- **YOUR GOAL**:
Take the data below. Output it exactly from its first line through the line containing "holding the handles.".

+++ DATA FOR ANALYSIS

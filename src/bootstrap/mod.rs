//! Process-wide store bootstrap.
//!
//! Stores are process-lifetime singletons addressed by fixed string
//! keys. Lookup is create-on-first-use and never resets an existing
//! entry, which is what lets state survive reinitialization of the
//! module holding the handles.

mod global;

pub use global::{
    global_cell, global_slots, lookup_or_create, lookup_or_create_cell, GLOBAL_CELL_KEY,
    GLOBAL_KEY,
};
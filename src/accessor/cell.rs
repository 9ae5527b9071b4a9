use std::sync::{Arc, Mutex, OnceLock};

use crate::store::{value, CellStore, Listener, SlotValue, Subscription};

struct AccessorInner<T> {
    store: CellStore,
    seeded: OnceLock<()>,
    initial: Mutex<Option<T>>,
}

/// A binding to the single value of a [`CellStore`].
///
/// First use seeds the cell with the accessor's initial value when the
/// cell is still empty; a cell that already holds a value (for example
/// after a module reload) keeps it. There is no index to claim.
///
/// Writes inherit the cell's unconditional semantics: every `set` or
/// `update` notifies all listeners, identical value or not.
pub struct CellAccessor<T> {
    inner: Arc<AccessorInner<T>>,
}

impl<T: SlotValue + Clone> CellAccessor<T> {
    /// Create an accessor over `store`; `initial` seeds the cell on
    /// first use if it is still empty.
    pub fn new(store: &CellStore, initial: T) -> Self {
        Self {
            inner: Arc::new(AccessorInner {
                store: store.clone(),
                seeded: OnceLock::new(),
                initial: Mutex::new(Some(initial)),
            }),
        }
    }

    fn ensure_seeded(&self) {
        self.inner.seeded.get_or_init(|| {
            if let Some(initial) = self.inner.initial.lock().unwrap().take() {
                self.inner.store.seed(value(initial));
            }
        });
    }

    /// The current value.
    ///
    /// # Panics
    ///
    /// Panics if the cell holds a different type. Use
    /// [`try_get`](Self::try_get) to observe that as `None` instead.
    pub fn get(&self) -> T {
        self.try_get().expect("cell does not hold the accessor's type")
    }

    /// The current value, or `None` when the cell is empty or holds a
    /// foreign type.
    pub fn try_get(&self) -> Option<T> {
        self.ensure_seeded();
        self.inner
            .store
            .snapshot()?
            .as_any()
            .downcast_ref::<T>()
            .cloned()
    }

    /// Replace the value. Always notifies.
    pub fn set(&self, next: T) {
        self.ensure_seeded();
        self.inner.store.write(value(next));
    }

    /// Compute the next value from the current one and write it.
    ///
    /// # Panics
    ///
    /// Panics if the cell holds a different type, like
    /// [`get`](Self::get).
    pub fn update<F>(&self, f: F)
    where
        F: FnOnce(&T) -> T,
    {
        let current = self
            .try_get()
            .expect("cell does not hold the accessor's type");
        self.inner.store.write(value(f(&current)));
    }

    /// Subscribe to the underlying cell for this accessor's active
    /// duration. Dropping the guard unsubscribes.
    pub fn subscribe(&self, listener: Listener) -> Subscription {
        self.inner.store.subscribe(listener)
    }

    /// The `(value, setter)` shape.
    pub fn pair(&self) -> (T, Self) {
        (self.get(), self.clone())
    }
}

impl<T> Clone for CellAccessor<T> {
    fn clone(&self) -> Self {
        Self {
            inner: Arc::clone(&self.inner),
        }
    }
}
use std::collections::HashMap;
use std::sync::Arc;

/// A zero-argument change callback.
///
/// Listeners are compared by allocation: subscribing the same `Listener`
/// (the same `Arc`) twice stores it once, and removing it is idempotent.
/// Two separately-wrapped closures are distinct listeners even if their
/// bodies are identical.
pub type Listener = Arc<dyn Fn() + Send + Sync>;

/// Wrap a closure as a [`Listener`].
pub fn listener<F>(f: F) -> Listener
where
    F: Fn() + Send + Sync + 'static,
{
    Arc::new(f)
}

/// The set of registered listeners.
///
/// Entries are keyed by a generation id from a counter that never
/// repeats, so a removal key stays valid forever: a stale key is a
/// no-op even when a later listener allocation reuses the same address.
/// A side map from allocation address to id detects duplicates; while
/// an entry is registered the set holds its `Arc`, so a registered
/// address can never be reused by a different listener.
pub(crate) struct ListenerSet {
    entries: HashMap<u64, Listener>,
    by_addr: HashMap<usize, u64>,
    next_id: u64,
}

impl ListenerSet {
    pub(crate) fn new() -> Self {
        Self {
            entries: HashMap::new(),
            by_addr: HashMap::new(),
            next_id: 0,
        }
    }

    fn addr(listener: &Listener) -> usize {
        Arc::as_ptr(listener) as *const () as usize
    }

    /// Insert a listener, returning its removal key.
    ///
    /// Re-inserting the same `Arc` returns the existing entry's key:
    /// the set never holds duplicates.
    pub(crate) fn insert(&mut self, listener: Listener) -> u64 {
        let addr = Self::addr(&listener);
        if let Some(&id) = self.by_addr.get(&addr) {
            if self
                .entries
                .get(&id)
                .is_some_and(|existing| Arc::ptr_eq(existing, &listener))
            {
                return id;
            }
        }
        let id = self.next_id;
        self.next_id += 1;
        self.entries.insert(id, listener);
        self.by_addr.insert(addr, id);
        id
    }

    /// Remove by key. A no-op when the key is absent or stale.
    pub(crate) fn remove(&mut self, key: u64) {
        if let Some(listener) = self.entries.remove(&key) {
            let addr = Self::addr(&listener);
            if self.by_addr.get(&addr) == Some(&key) {
                self.by_addr.remove(&addr);
            }
        }
    }

    /// Copy out the current listeners for fan-out.
    ///
    /// Notification iterates this copy outside the store lock, so
    /// listeners registered or removed during a fan-out never cause
    /// skipped or duplicate calls within that fan-out, and re-entrant
    /// writes do not deadlock.
    pub(crate) fn collect(&self) -> Vec<Listener> {
        self.entries.values().cloned().collect()
    }

    #[cfg(test)]
    pub(crate) fn len(&self) -> usize {
        self.entries.len()
    }
}

/// Guard for a registered listener.
///
/// Dropping the guard (or calling [`Subscription::unsubscribe`]) removes
/// exactly the listener it was created for. [`Subscription::detach`]
/// keeps the listener registered for the store's lifetime instead.
pub struct Subscription {
    remove: Option<Box<dyn FnOnce() + Send>>,
}

impl Subscription {
    pub(crate) fn new<F>(remove: F) -> Self
    where
        F: FnOnce() + Send + 'static,
    {
        Self {
            remove: Some(Box::new(remove)),
        }
    }

    /// Remove the listener now.
    pub fn unsubscribe(mut self) {
        if let Some(remove) = self.remove.take() {
            remove();
        }
    }

    /// Keep the listener registered after the guard is gone.
    pub fn detach(mut self) {
        self.remove = None;
    }
}

impl Drop for Subscription {
    fn drop(&mut self) {
        if let Some(remove) = self.remove.take() {
            remove();
        }
    }
}
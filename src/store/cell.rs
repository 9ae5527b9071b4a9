use std::sync::{Arc, RwLock};

use crate::store::listeners::{Listener, ListenerSet, Subscription};
use crate::store::value::Value;
use crate::store::ExternalStore;

struct CellInner {
    value: Option<Value>,
    listeners: ListenerSet,
}

/// The single-slot store variant: one value, no indexing.
///
/// Unlike [`SlotStore`](crate::store::SlotStore), `write` carries no
/// equality gate: every write replaces the stored value and notifies all
/// listeners, identical payload or not. The two variants are deliberately
/// kept separate rather than merged behind one switch.
///
/// The snapshot is the stored value itself; because each write installs a
/// freshly-allocated value, the snapshot reference changes on every
/// write, keeping the identity contract intact.
pub struct CellStore {
    inner: Arc<RwLock<CellInner>>,
}

impl CellStore {
    /// Create a new, empty cell.
    pub fn new() -> Self {
        Self {
            inner: Arc::new(RwLock::new(CellInner {
                value: None,
                listeners: ListenerSet::new(),
            })),
        }
    }

    /// The current value by reference, `None` before the first seed or
    /// write. O(1), allocation-free.
    pub fn snapshot(&self) -> Option<Value> {
        self.inner.read().unwrap().value.clone()
    }

    /// Initialize the cell with `initial` if it is still empty.
    ///
    /// A no-op on a non-empty cell. Never notifies: seeding is
    /// initialization, not a change.
    pub fn seed(&self, initial: Value) {
        let mut inner = self.inner.write().unwrap();
        if inner.value.is_none() {
            inner.value = Some(initial);
            tracing::trace!("seeded cell");
        }
    }

    /// Replace the value and notify every listener, unconditionally.
    pub fn write(&self, next: Value) {
        let fan_out = {
            let mut inner = self.inner.write().unwrap();
            inner.value = Some(next);
            tracing::trace!("published cell value");
            inner.listeners.collect()
        };
        for listener in fan_out {
            listener();
        }
    }

    /// Register a change listener; same contract as
    /// [`SlotStore::subscribe`](crate::store::SlotStore::subscribe).
    pub fn subscribe(&self, listener: Listener) -> Subscription {
        let key = self.inner.write().unwrap().listeners.insert(listener);
        let weak = Arc::downgrade(&self.inner);
        Subscription::new(move || {
            if let Some(inner) = weak.upgrade() {
                if let Ok(mut inner) = inner.write() {
                    inner.listeners.remove(key);
                }
            }
        })
    }

    /// Whether two handles refer to the same cell.
    pub fn ptr_eq(&self, other: &Self) -> bool {
        Arc::ptr_eq(&self.inner, &other.inner)
    }
}

impl Default for CellStore {
    fn default() -> Self {
        Self::new()
    }
}

impl Clone for CellStore {
    fn clone(&self) -> Self {
        Self {
            inner: Arc::clone(&self.inner),
        }
    }
}

impl ExternalStore for CellStore {
    type Snapshot = Option<Value>;

    fn snapshot(&self) -> Option<Value> {
        CellStore::snapshot(self)
    }

    fn subscribe(&self, listener: Listener) -> Subscription {
        CellStore::subscribe(self, listener)
    }

    fn snapshot_unchanged(prev: &Option<Value>, next: &Option<Value>) -> bool {
        match (prev, next) {
            (None, None) => true,
            (Some(a), Some(b)) => Arc::ptr_eq(a, b),
            _ => false,
        }
    }
}
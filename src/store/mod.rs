//! Process-wide state stores and the subscription contract.
//!
//! Two store variants hold the authoritative state:
//! - [`SlotStore`]: an ordered sequence of slots claimed in call order,
//!   with equality-gated notification.
//! - [`CellStore`]: a single value with unconditional notification.
//!
//! Both publish reference-comparable snapshots and notify registered
//! listeners synchronously on every effective write, which is all a host
//! framework needs to decide when to re-render.

mod cell;
mod listeners;
mod slotted;
mod value;

pub use cell::CellStore;
pub use listeners::{listener, Listener, Subscription};
pub use slotted::SlotStore;
pub use value::{value, SlotValue, Snapshot, Value};

/// The subscription contract a host framework consumes.
///
/// The host registers a listener to learn that *something* may have
/// changed, then reads a snapshot and compares it by reference against
/// the one it last rendered from: an unchanged reference means skip the
/// re-render, a new reference means state changed. Implementations must
/// keep the two sides agreeing: never notify without publishing a new
/// snapshot reference for changed data, and never publish a new
/// reference when nothing changed.
pub trait ExternalStore {
    /// The reference-comparable snapshot the host renders from.
    type Snapshot: Clone;

    /// The most recently published snapshot. O(1), allocation-free.
    fn snapshot(&self) -> Self::Snapshot;

    /// Register `listener` until the returned guard removes it. The
    /// listener is never invoked synchronously from `subscribe` itself.
    fn subscribe(&self, listener: Listener) -> Subscription;

    /// Reference identity of two snapshots: `true` means nothing
    /// changed between them and a re-render can be skipped.
    fn snapshot_unchanged(prev: &Self::Snapshot, next: &Self::Snapshot) -> bool;
}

++++++

- **WRITTEN ANSWER**:
filename src/bootstrap/mod.rs
//! Process-wide store bootstrap.
//!
//! Stores are process-lifetime singletons addressed by fixed string
//! keys. Lookup is create-on-first-use and never resets an existing
//! entry, which is what lets state survive reinitialization of the
//! module holding the handles.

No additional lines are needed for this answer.